Promissory notes are alternative methods for businesses and individuals to obtain funds if they don’t qualify for a traditional bank loan. They are basically an official and legally binding IOU. The owner of an IRA can use their IRA funds to finance these notes, and they have the authority to set specific terms to the agreement. IRA owners can decide the term length (how long the borrower has to pay them back), the interest rate, the dates for when each repayment is due, and even consequences in the event the borrower fails to meet these requirements.
Promissory notes can help IRA owners diversify their portfolio with a long-term investment. Since promissory notes have high interest rates, IRA owners typically earn high rewards on these investments when they reach maturation. They can also guarantee cash flow for years, as the borrower must make the payments on time.
Like any investment, not all promissory notes are sure investments. If the borrower defaults, especially on an unsecured note, the IRA owner could lose on the investment. It’s important to research the borrower and discuss this option with your broker before investing in promissory notes. Secured notes are safer since they will include collateral, but unsecured notes allow for higher interest rates and returns on the investment. Generally, promissory notes are only an available option through self-directed IRAs, and there are two ways IRA owners can invest in a promissory note.
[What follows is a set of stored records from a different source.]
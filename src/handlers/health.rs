use axum::{extract::State, Json};
use serde::Serialize;

use crate::AppState;

#[derive(Debug, Serialize)]
pub struct HealthResponse {
    pub status: &'static str,
    pub courier_connections: usize,
}

/// GET /health
pub async fn health(State(state): State<AppState>) -> Json<HealthResponse> {
    Json(HealthResponse {
        status: "ok",
        courier_connections: state.dispatcher.connection_count(),
    })
}
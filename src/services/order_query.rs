//! Read paths over orders, decorated for display
//!
//! Each view carries the status rank, resolved image URLs and, for courier
//! viewers, whether the viewer is the assigned courier.

use std::sync::Arc;
use std::time::Duration;
use tracing::debug;
use uuid::Uuid;

use crate::auth::{Caller, Role};
use crate::error::OrderError;
use crate::models::order::{
    OrderDetails, OrderLineView, OrderListResponse, OrderStatus, OrderView, StatusGroup,
};
use crate::services::media::MediaUrlResolver;
use crate::store::{with_deadline, OrderFilter, OrderStore};

/// Build the client-facing view of an order
///
/// `viewer` only matters for couriers, who get `is_mine` filled in.
pub fn order_view(
    details: &OrderDetails,
    media: &MediaUrlResolver,
    viewer: Option<&Caller>,
) -> OrderView {
    let order = &details.order;
    let is_mine = viewer
        .filter(|c| c.is_courier())
        .map(|c| order.courier_id == Some(c.user_id));

    OrderView {
        id: order.id,
        order_number: order.order_number,
        status: order.status,
        status_index: order.status.rank(),
        payment_type: order.payment_type,
        card_type: order.card_type.clone(),
        client_name: order.client_name.clone(),
        client_phone: order.client_phone.clone(),
        comment: order.comment.clone(),
        delivery_type: order.delivery_type,
        latitude: order.latitude,
        longitude: order.longitude,
        address_name: order.address_name.clone(),
        picker_id: order.picker_id,
        picked_at: order.picked_at,
        courier_id: order.courier_id,
        delivering_at: order.delivering_at,
        delivered_at: order.delivered_at,
        total_price: order.total_price,
        created_at: order.created_at,
        lines: details
            .lines
            .iter()
            .map(|detail| OrderLineView {
                id: detail.line.id,
                product_id: detail.line.product_id,
                product_name: detail.product_name.clone(),
                image_url: media.resolve_opt(detail.image_key.as_deref()),
                quantity: detail.line.quantity,
                price: detail.line.price,
                total_price: detail.line.total_price,
            })
            .collect(),
        is_mine,
    }
}

#[derive(Clone)]
pub struct OrderQueryService {
    store: Arc<dyn OrderStore>,
    media: MediaUrlResolver,
    timeout: Duration,
}

impl OrderQueryService {
    pub fn new(store: Arc<dyn OrderStore>, media: MediaUrlResolver, timeout: Duration) -> Self {
        Self {
            store,
            media,
            timeout,
        }
    }

    pub fn media(&self) -> &MediaUrlResolver {
        &self.media
    }

    /// Clients only see their own orders; operators see any
    pub async fn get_order(&self, caller: &Caller, order_id: Uuid) -> Result<OrderView, OrderError> {
        let details = with_deadline(self.timeout, self.store.get_order_by_id(order_id))
            .await?
            .filter(|d| caller.is_operator() || d.order.user_id == caller.user_id)
            .ok_or(OrderError::NotFound)?;

        Ok(order_view(&details, &self.media, Some(caller)))
    }

    pub async fn list_by_group(
        &self,
        caller: &Caller,
        group: StatusGroup,
    ) -> Result<OrderListResponse, OrderError> {
        require_operator(caller)?;
        self.list(caller, OrderFilter::statuses(group.statuses())).await
    }

    /// New work for the caller
    ///
    /// Staff and pickers get orders waiting to be picked. Couriers get picked
    /// orders nobody has taken yet, or their own active deliveries when there
    /// are none.
    pub async fn new_list(&self, caller: &Caller) -> Result<OrderListResponse, OrderError> {
        require_operator(caller)?;

        if !caller.is_courier() {
            return self
                .list(caller, OrderFilter::statuses(StatusGroup::New.statuses()))
                .await;
        }

        let open = self
            .list(caller, OrderFilter::statuses(&[OrderStatus::Picked]).unassigned())
            .await?;
        if !open.orders.is_empty() {
            return Ok(open);
        }

        debug!(courier_id = %caller.user_id, "No open orders, falling back to active deliveries");
        self.courier_active(caller).await
    }

    pub async fn courier_active(&self, caller: &Caller) -> Result<OrderListResponse, OrderError> {
        require_courier(caller)?;
        self.list(
            caller,
            OrderFilter::statuses(&[OrderStatus::Delivering]).for_courier(caller.user_id),
        )
        .await
    }

    pub async fn courier_finished(&self, caller: &Caller) -> Result<OrderListResponse, OrderError> {
        require_courier(caller)?;
        self.list(
            caller,
            OrderFilter::statuses(&[OrderStatus::Finished]).for_courier(caller.user_id),
        )
        .await
    }

    async fn list(
        &self,
        caller: &Caller,
        filter: OrderFilter,
    ) -> Result<OrderListResponse, OrderError> {
        let orders: Vec<OrderView> = with_deadline(self.timeout, self.store.get_orders(filter))
            .await?
            .iter()
            .map(|d| order_view(d, &self.media, Some(caller)))
            .collect();

        Ok(OrderListResponse {
            total_count: orders.len(),
            orders,
        })
    }
}

fn require_operator(caller: &Caller) -> Result<(), OrderError> {
    if caller.is_operator() {
        Ok(())
    } else {
        Err(OrderError::Forbidden)
    }
}

fn require_courier(caller: &Caller) -> Result<(), OrderError> {
    if caller.role == Role::Courier {
        Ok(())
    } else {
        Err(OrderError::Forbidden)
    }
}
//! Order status graph and per-role permission to request a status
//!
//! ```text
//! in_process ──picker──▶ picked ──courier──▶ delivering ──courier──▶ finished
//!     │
//!     └──staff──▶ finished | canceled
//! ```
//!
//! The engine is pure: callers load the order, gather the guard facts and
//! apply the returned [`Transition`] through a conditional store write.

use std::collections::{HashMap, HashSet};
use std::sync::Arc;

use crate::auth::Role;
use crate::error::TransitionError;
use crate::models::order::OrderStatus;

/// Which statuses each role may request. Built once at startup.
#[derive(Debug, Clone)]
pub struct RolePermissions {
    allowed: HashMap<Role, HashSet<OrderStatus>>,
}

impl RolePermissions {
    pub fn standard() -> Self {
        let mut allowed = HashMap::new();
        allowed.insert(
            Role::Staff,
            HashSet::from([OrderStatus::Finished, OrderStatus::Canceled]),
        );
        allowed.insert(Role::Picker, HashSet::from([OrderStatus::Picked]));
        allowed.insert(
            Role::Courier,
            HashSet::from([OrderStatus::Delivering, OrderStatus::Finished]),
        );
        Self { allowed }
    }

    pub fn allows(&self, role: Role, status: OrderStatus) -> bool {
        self.allowed
            .get(&role)
            .is_some_and(|statuses| statuses.contains(&status))
    }
}

impl Default for RolePermissions {
    fn default() -> Self {
        Self::standard()
    }
}

/// Facts about the order and caller the engine cannot look up itself
#[derive(Debug, Clone, Copy, Default)]
pub struct TransitionGuard {
    pub deleted: bool,
    /// Orders currently `delivering` with the requesting courier assigned
    pub courier_active_deliveries: u64,
    /// Requesting courier is the one assigned to this order
    pub assigned_to_caller: bool,
}

/// The write a permitted request turns into
#[derive(Debug, Clone, Copy, PartialEq, Eq)]
pub enum Transition {
    StaffFinish,
    StaffCancel,
    MarkPicked,
    MarkDelivering,
    MarkDelivered,
}

impl Transition {
    pub fn target(self) -> OrderStatus {
        match self {
            Transition::StaffFinish | Transition::MarkDelivered => OrderStatus::Finished,
            Transition::StaffCancel => OrderStatus::Canceled,
            Transition::MarkPicked => OrderStatus::Picked,
            Transition::MarkDelivering => OrderStatus::Delivering,
        }
    }
}

#[derive(Debug, Clone)]
pub struct StatusTransitionEngine {
    permissions: Arc<RolePermissions>,
}

impl StatusTransitionEngine {
    pub fn new(permissions: Arc<RolePermissions>) -> Self {
        Self { permissions }
    }

    pub fn can_transition(
        &self,
        current: OrderStatus,
        requested: OrderStatus,
        role: Role,
        guard: TransitionGuard,
    ) -> Result<Transition, TransitionError> {
        if guard.deleted {
            return Err(TransitionError::NotFound);
        }
        if !self.permissions.allows(role, requested) {
            return Err(TransitionError::Forbidden);
        }

        use crate::models::order::OrderStatus::*;
        match (role, requested) {
            (Role::Staff, Finished | Canceled) => {
                if current != InProcess {
                    return Err(TransitionError::NotChangeable);
                }
                Ok(if requested == Finished {
                    Transition::StaffFinish
                } else {
                    Transition::StaffCancel
                })
            }
            (Role::Picker, Picked) => match current {
                Picked | Delivering | Finished | Canceled => Err(TransitionError::NotChangeable),
                InProcess => Ok(Transition::MarkPicked),
            },
            (Role::Courier, Delivering) => {
                if current != Picked {
                    return Err(TransitionError::NotChangeable);
                }
                if guard.courier_active_deliveries > 0 {
                    return Err(TransitionError::CourierBusy);
                }
                Ok(Transition::MarkDelivering)
            }
            (Role::Courier, Finished) => {
                if current != Delivering {
                    return Err(TransitionError::NotChangeable);
                }
                if !guard.assigned_to_caller {
                    return Err(TransitionError::Forbidden);
                }
                Ok(Transition::MarkDelivered)
            }
            // A permission table wider than the graph grants nothing extra
            _ => Err(TransitionError::Forbidden),
        }
    }
}

impl Default for StatusTransitionEngine {
    fn default() -> Self {
        Self::new(Arc::new(RolePermissions::standard()))
    }
}
impl CheckoutTransactionManager {
    pub fn new(
        store: Arc<dyn OrderStore>,
        dispatcher: CourierDispatchBroadcaster,
        media: MediaUrlResolver,
        timeout: Duration,
    ) -> Self {
        Self {
            store,
            dispatcher,
            media,
            timeout,
        }
    }

    pub async fn create_order(
        &self,
        caller: &Caller,
        request: CheckoutRequest,
    ) -> Result<OrderDetails, OrderError> {
        // 1. Input validation, before any write
        let phone = normalize_phone(&request.phone).ok_or(OrderError::InvalidPhone)?;
        let payment_type: PaymentType = request
            .payment_type
            .parse()
            .map_err(|_| OrderError::PaymentTypeInvalid)?;

        // 2. Basket
        let basket = BasketSnapshot::load(self.store.as_ref(), caller.user_id, self.timeout).await?;
        if basket.is_empty() {
            return Err(OrderError::BasketEmpty);
        }

        // 3. Order row
        let new_order = NewOrder {
            id: Uuid::new_v4(),
            user_id: caller.user_id,
            payment_type,
            card_type: request.card_type.filter(|c| !c.trim().is_empty()),
            client_name: request.client_name.trim().to_string(),
            client_phone: phone,
            comment: request.comment,
            delivery_type: request.delivery_type,
            latitude: request.latitude,
            longitude: request.longitude,
            address_name: request.address_name,
            total_price: Decimal::ZERO,
        };
        let mut order = with_deadline(self.timeout, self.store.create_order(new_order))
            .await
            .map_err(|e| match e {
                StoreError::Conflict(msg) if msg.contains("payment_type") => {
                    OrderError::PaymentTypeInvalid
                }
                other => OrderError::Internal(other),
            })?;
        debug!(order_id = %order.id, order_number = order.order_number, "Order row created");

        // 4-5. Stock check and lines; 6. roll back on any failure
        let (lines, total) = match self.commit_lines(order.id, &basket).await {
            Ok(committed) => committed,
            Err(e) => {
                self.roll_back(order.id).await;
                return Err(e);
            }
        };
        order.total_price = total;

        // 7. Clear the consumed basket lines, then notify couriers
        for line in basket.lines() {
            if let Err(e) =
                with_deadline(self.timeout, self.store.delete_basket_line(line.id)).await
            {
                warn!(order_id = %order.id, basket_line_id = %line.id, error = %e, "Failed to clear basket line");
            }
        }

        info!(
            order_id = %order.id,
            order_number = order.order_number,
            user_id = %caller.user_id,
            lines = lines.len(),
            total = %order.total_price,
            "Order checked out"
        );

        self.spawn_broadcast(order.id);

        Ok(OrderDetails { order, lines })
    }

    async fn commit_lines(
        &self,
        order_id: Uuid,
        basket: &BasketSnapshot,
    ) -> Result<(Vec<OrderLineDetail>, Decimal), OrderError> {
        let mut pending = Vec::with_capacity(basket.lines().len());
        let mut products: Vec<Product> = Vec::with_capacity(basket.lines().len());

        for line in basket.lines() {
            let product = with_deadline(self.timeout, self.store.get_product_by_id(line.product_id))
                .await?
                .ok_or(OrderError::NotFound)?;

            if line.quantity > product.quantity {
                info!(
                    order_id = %order_id,
                    product_id = %product.id,
                    requested = line.quantity,
                    in_stock = product.quantity,
                    "Insufficient stock, aborting checkout"
                );
                return Err(OrderError::QuantityTooMany {
                    product_id: product.id,
                });
            }

            pending.push(NewOrderLine {
                order_id,
                product_id: product.id,
                quantity: line.quantity,
                price: product.price,
            });
            products.push(product);
        }

        let total: Decimal = pending.iter().map(NewOrderLine::total_price).sum();
        let created = with_deadline(self.timeout, self.store.create_order_lines(pending)).await?;
        with_deadline(self.timeout, self.store.set_total_price(order_id, total)).await?;

        let details = created
            .into_iter()
            .map(|line| {
                let product = products.iter().find(|p| p.id == line.product_id);
                OrderLineDetail {
                    product_name: product.map(|p| p.name.clone()).unwrap_or_default(),
                    image_key: product.and_then(|p| p.image_key.clone()),
                    line,
                }
            })
            .collect();

        Ok((details, total))
    }

    /// Compensating delete. Its own failure is logged, never returned.
    async fn roll_back(&self, order_id: Uuid) {
        match with_deadline(self.timeout, self.store.delete_order(order_id)).await {
            Ok(()) => info!(order_id = %order_id, "Checkout rolled back"),
            Err(e) => {
                error!(order_id = %order_id, error = %e, "Failed to roll back order after checkout failure")
            }
        }
    }

    /// Look the order up again and hand it to the dispatcher, off the request path
    fn spawn_broadcast(&self, order_id: Uuid) {
        let store = self.store.clone();
        let dispatcher = self.dispatcher.clone();
        let media = self.media.clone();
        let timeout = self.timeout;

        tokio::spawn(async move {
            match with_deadline(timeout, store.get_order_by_id(order_id)).await {
                Ok(Some(details)) => {
                    let order = order_view(&details, &media, None);
                    dispatcher.enqueue(CourierEvent::OrderCreated { order });
                }
                Ok(None) => warn!(order_id = %order_id, "Checked-out order vanished before broadcast"),
                Err(e) => warn!(order_id = %order_id, error = %e, "Order lookup for broadcast failed"),
            }
        });
    }
}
Promissory Notes for Businesses
When businesses have used all other means for securing funds but still need another option to keep running, they can obtain credit through promissory notes. Some industries are inherently riskier than others, and it is recommended that IRA owners investing in corporate promissory notes have knowledge or experience in the field beforehand to make an informed decision. With corporate promissory notes, the IRA owner can stipulate that the repayment be made with cash or with equity in the company itself. IRA owners can also ask for equity in the company or other business assets if the business defaults on the loan. This can help IRA owners protect their investment, and/or provide options to both the IRA owner and borrower for repayment.
Mortgage Promissory Notes
If a home buyer doesn’t qualify for a traditional bank mortgage loan, they may have the option of purchasing a home directly from the seller through a promissory note. The seller will keep the mortgage and the deed of the home while the buyer makes fixed payments to them while residing in the home. If they default on their payments, the seller, who still has the deed, keeps the home as collateral. However, if the buyer fulfills the terms and continues to pay, they legally own the home. This also ensures continual income with interest for the IRA owner as long as the buyer doesn’t default.
Promissory notes are typically only available through self-directed IRAs, but can help investors diversify their portfolios and guarantee income for the time specified in the agreement. Talk to your financial advisor to see if promissory notes line up with your long-term and retirement goals.